I don't think we go hungry, we just look for better food elsewhere until that edible food is fully ripened.
“High meat” is a thing for some, due to the effect that consuming the massive amount of B vitamins generated can have. In particular fermented liver comes to mind.
There is no real effect from B vitamins unless there's a deficiency. And the niacin form of b3 can have some negative side effects in high doses. But mostly excess B vitamins are just excreted in urine without doing anything at all.
That already happened, they use the euphemism "high meat" for it.
But, it really is almost impossible to draw a clear line around fermentation that doesn't include something someone considers rot. "Controlled spoilage" is definitely a useful way to think about fermentation and it is still spoilage.
Well, rotting increases the accessible carbs, which sounds antithetical to the neo-paleo diet. Hopefully we're safe from the new "unpreserved meat" fad.
Right. The entire steak ages and changes, not just the exterior. Even so, some places, like Flannery Beef, will blend some of the ends into their "adventurous" burger blend.
Fermentation is generally considered anaerobic (without oxygen) breakdown of food. I assume rotting usually involves oxygen. (Maybe someone can nitpick that definition).

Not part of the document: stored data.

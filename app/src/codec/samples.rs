// ==============================================================================
// codec/samples.rs - Genotype Sample Codec
// ==============================================================================
// Description: Encodes the per-sample genotype table stored under `genotypes`
// Author: Matt Barham
// Created: 2026-09-30
// Modified: 2026-10-11
// Version: 1.1.0
// ==============================================================================
// Payload forms:
//   uncompressed: { "<sample>": { "GT": "0|1", "DS": "0.98" } }
//   compressed:   { "<genotype>": ["<sample>", ...] }   (default genotype omitted)
// Decoding accepts either form regardless of configuration.
// ==============================================================================

use serde_json::{Map, Value};
use std::collections::{BTreeMap, HashMap};

use super::keys::{escape_key, unescape_key};
use super::MalformedRecordError;
use crate::models::{EncodedDocument, SampleTable};

const GENOTYPE_FIELD: &str = "GT";

/// Sample-level encoding collaborator used by the study entry codec
pub trait SampleCodec: Send + Sync {
    fn encode_genotypes(
        &self,
        samples: &SampleTable,
        study_id: i32,
    ) -> Result<Value, MalformedRecordError>;

    fn decode_genotypes(
        &self,
        document: &EncodedDocument,
        study_id: i32,
    ) -> Result<SampleTable, MalformedRecordError>;
}

/// Groups samples by genotype, leaving out the default genotype
#[derive(Debug, Clone)]
pub struct GroupedGenotypeCodec {
    default_genotype: String,
    compress: bool,
    /// Known sample names per study, used to restore omitted defaults
    study_samples: HashMap<i32, Vec<String>>,
}

impl GroupedGenotypeCodec {
    pub fn new(default_genotype: impl Into<String>, compress: bool) -> Self {
        Self {
            default_genotype: default_genotype.into(),
            compress,
            study_samples: HashMap::new(),
        }
    }

    pub fn with_study_samples(mut self, study_id: i32, samples: Vec<String>) -> Self {
        self.study_samples.insert(study_id, samples);
        self
    }

    fn encode_grouped(&self, samples: &SampleTable) -> Value {
        let mut groups: BTreeMap<String, Vec<Value>> = BTreeMap::new();

        for (sample, fields) in samples {
            let genotype = match fields.get(GENOTYPE_FIELD) {
                Some(gt) => gt,
                None => continue,
            };
            if *genotype == self.default_genotype {
                continue;
            }
            groups
                .entry(escape_key(genotype).into_owned())
                .or_default()
                .push(Value::String(sample.clone()));
        }

        Value::Object(
            groups
                .into_iter()
                .map(|(gt, names)| (gt, Value::Array(names)))
                .collect(),
        )
    }

    fn encode_verbatim(&self, samples: &SampleTable) -> Value {
        let mut out = Map::new();
        for (sample, fields) in samples {
            let fields: Map<String, Value> = fields
                .iter()
                .map(|(k, v)| (escape_key(k).into_owned(), Value::String(v.clone())))
                .collect();
            out.insert(escape_key(sample).into_owned(), Value::Object(fields));
        }
        Value::Object(out)
    }
}

impl SampleCodec for GroupedGenotypeCodec {
    fn encode_genotypes(
        &self,
        samples: &SampleTable,
        _study_id: i32,
    ) -> Result<Value, MalformedRecordError> {
        Ok(if self.compress {
            self.encode_grouped(samples)
        } else {
            self.encode_verbatim(samples)
        })
    }

    fn decode_genotypes(
        &self,
        document: &EncodedDocument,
        study_id: i32,
    ) -> Result<SampleTable, MalformedRecordError> {
        let mut table = SampleTable::new();

        let payload = match &document.genotypes {
            Some(Value::Object(payload)) => payload,
            Some(other) => {
                return Err(MalformedRecordError::InvalidGenotypes(format!(
                    "expected an object, found {}",
                    other
                )))
            }
            None => return Ok(table),
        };

        let mut grouped = false;
        for (key, value) in payload {
            let key = unescape_key(key).into_owned();
            match value {
                Value::Array(names) => {
                    grouped = true;
                    for name in names {
                        let name = name.as_str().ok_or_else(|| {
                            MalformedRecordError::InvalidGenotypes(format!(
                                "sample name is not a string: {}",
                                name
                            ))
                        })?;
                        let mut fields = BTreeMap::new();
                        fields.insert(GENOTYPE_FIELD.to_string(), key.clone());
                        table.insert(name.to_string(), fields);
                    }
                }
                Value::Object(fields) => {
                    let mut decoded = BTreeMap::new();
                    for (field, v) in fields {
                        let v = match v {
                            Value::String(s) => s.clone(),
                            other => other.to_string(),
                        };
                        decoded.insert(unescape_key(field).into_owned(), v);
                    }
                    table.insert(key, decoded);
                }
                other => {
                    return Err(MalformedRecordError::InvalidGenotypes(format!(
                        "unexpected value for '{}': {}",
                        key, other
                    )))
                }
            }
        }

        if grouped || payload.is_empty() {
            if let Some(known) = self.study_samples.get(&study_id) {
                for sample in known {
                    table.entry(sample.clone()).or_insert_with(|| {
                        let mut fields = BTreeMap::new();
                        fields.insert(GENOTYPE_FIELD.to_string(), self.default_genotype.clone());
                        fields
                    });
                }
            }
        }

        Ok(table)
    }
}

Not always true - there is also aerobic fermentation. You are right in that many ferments require anaerobic conditions however it really just depends on the desired result and bacteria involved.
Kombucha, for example, requires oxygen and is mostly an aerobic fermentation. In order to carbonate, however, it goes through a short anaerobic step at the end (which also causes it to switch from producing organic acids to producing alcohol). This is usually done during the bottling process since the bottle is sealed.
That's the microbiological definition that a scientist would use. In food it is less well defined and usually just means something close to "intentional use of microorganisms in food production". Yeast does both aerobic and anaerobic metabolism but both are considered fermentation by bakers & brewers. Acetobacter is aerobic and vinegar making is considered fermentation. Koji is even farther out and usually still considered fermentation by fermenters.
Everyone knows about standard types of yogurt and pickles and whatnot - there is a whole world of legume ferments (mainly beans) that use much more 'advanced' types of microorganisms. Examples would be things like Natto from Japan mentioned in the article (using Bacillus Subtilis). Unlike the simple yeasts that break down milk sugars in yogurt and produce various organic acids (like acetic acid for example) the bacteria in Natto can consume the resistant starch in beans and produce short chain fatty acids like Butyrate (very beneficial for health) AND can break down the complete protein in soybeans into their constituent amino acids. I believe Natto originally came about because cooked and cooled soybeans were then wrapped in rice leaves for transport and Bacillus Subtilis happens to naturally live on those leaves.
It is also really unfortunate that in the west we miss out on tons of fungi based foods (not talking about anything psychedelic here) as many mushrooms contain tons of prebiotic fiber like substances that feed the probiotics already found in our gut.